Vivacious voluminous anthropomorphic root, ginseng is a small herbaceous plant leaves palmatilobuladas. The flowers, small, pentámeras, greenish - white, are grouped in the form of an umbel. The fruit is a berry red monkey and biseminada.


The spontaneous ginseng is rare in their home regions: Korea, northeastern China and Siberia. Whether it's white (dried roots) or red (cooked roots) which sells ginseng comes from plants grown from 4 to 6 years, from Korea, China or Japan.

Chemical composition.

Although numerous studies have been devoted to saponosides have been able to identify many other components in the drug: dare (panaxanos, starch) B vitamins, essential oil (0. 05%) peptides, poliínas, pyrazine, carbides and alcohol Sesquiterpenes [79]

The saponosides are triterpenes tetracíclicos polihidroxilados related damarano: the (20 S) protopanaxadiol (hydroxyl at 3, 12 and 20) and (20 S) protopanaxatriol (hydroxyl at 3, 6, 12 and 20) It has been described fourteen neutral ginsenosides. Seven are derived from protopanaxadiol replaced by a 3 - ß ß - D - glucopyranosyl (1? 2) beta - D - glucopyranoside. They differ among themselves by the nature of di - or trisaccharides set in the tertiary hydroxyl on 20: ginsenosides RA1, Ra2, RB1, RB2, Rb3, and Rc Rd.

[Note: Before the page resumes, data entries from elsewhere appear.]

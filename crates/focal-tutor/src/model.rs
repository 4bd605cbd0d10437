//! The language-model capability consumed by the gateway.
//!
//! The provider behind [`LanguageModel`] is opaque to the rest of the
//! pipeline: it can answer a single prompt in one shot (classification) or
//! stream an answer as text chunks.

use futures::future::BoxFuture;
use futures::stream::BoxStream;
use serde::{Deserialize, Serialize};

use crate::error::LlmErrorKind;
use crate::image::ImagePayload;

/// Who produced an entry of the session history.
#[derive(Debug, Clone, Copy, PartialEq, Eq, Serialize, Deserialize)]
#[serde(rename_all = "lowercase")]
pub enum Role {
    /// The learner.
    User,
    /// The language model.
    Model,
}

impl std::fmt::Display for Role {
    fn fmt(&self, f: &mut std::fmt::Formatter<'_>) -> std::fmt::Result {
        match self {
            Self::User => write!(f, "user"),
            Self::Model => write!(f, "model"),
        }
    }
}

/// One completed exchange entry used as model context.
#[derive(Debug, Clone, PartialEq, Eq, Serialize, Deserialize)]
pub struct HistoryEntry {
    /// Who produced the content.
    pub role: Role,
    /// The text content.
    pub content: String,
}

impl HistoryEntry {
    /// Creates a user entry.
    #[must_use]
    pub fn user(content: impl Into<String>) -> Self {
        Self {
            role: Role::User,
            content: content.into(),
        }
    }

    /// Creates a model entry.
    #[must_use]
    pub fn model(content: impl Into<String>) -> Self {
        Self {
            role: Role::Model,
            content: content.into(),
        }
    }
}

/// A fully assembled request for the answering model.
#[derive(Debug, Clone, PartialEq, Eq)]
pub struct ModelRequest {
    /// The assembled tutoring prompt.
    pub prompt: String,
    /// Inline images attached after the prompt.
    pub images: Vec<ImagePayload>,
    /// Prior completed exchanges, oldest first.
    pub history: Vec<HistoryEntry>,
}

/// Failure reported by a model backend.
#[derive(Debug, Clone, PartialEq, Eq, thiserror::Error)]
#[error("{kind}: {message}")]
pub struct ModelError {
    /// Structured failure kind.
    pub kind: LlmErrorKind,
    /// Backend-provided description.
    pub message: String,
}

impl ModelError {
    /// Creates a new `ModelError`.
    #[must_use]
    pub fn new(kind: LlmErrorKind, message: impl Into<String>) -> Self {
        Self {
            kind,
            message: message.into(),
        }
    }
}

/// Stream of answer text chunks.
pub type ChunkStream = BoxStream<'static, Result<String, ModelError>>;

/// A "generate text from a prompt" capability.
///
/// Object-safe so the gateway can hold `Arc<dyn LanguageModel>`.
pub trait LanguageModel: Send + Sync {
    /// Short name used in logs and the health endpoint.
    fn name(&self) -> &str;

    /// Answers `prompt` in one shot.
    fn complete(&self, prompt: String) -> BoxFuture<'_, Result<String, ModelError>>;

    /// Streams the answer to `request` as text chunks in production order.
    ///
    /// Dropping the returned stream must stop the underlying call.
    fn stream(&self, request: ModelRequest) -> ChunkStream;
}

Another six are derived from heterósidos protopanaxatriol: although residual osídico all have a set at 6, some have their hydroxyl in 20 free (Rf ginsenosides, RG2 and RH1) the others are in glucosyl 20 (Ginsenosides Re, RG1 and 20 - gluco Rf) The last heterósidos neutral is a derivative of oleanano (ginsenosides R0) The compounds are the major ginsenosides RB1, RB2 and RG1) In the white ginseng also have been described malonil - ginsenosides.

Pharmacological data.

In the Far East, the drug has a reputation millennial "real grass", he attributed the virtue of enhancing the vitality and has attracted much experimental work (several hundreds)

Anti action.

The tests used to test this activity are varied: resistance to cold, heat, chemical poisoning, etc. It also investigates a possible increase in resistance to fatigue both with drugs and with total ginsenosides. Other authors did not study the behavior, but the energy metabolism. These effects have been called into question in some work done with mice.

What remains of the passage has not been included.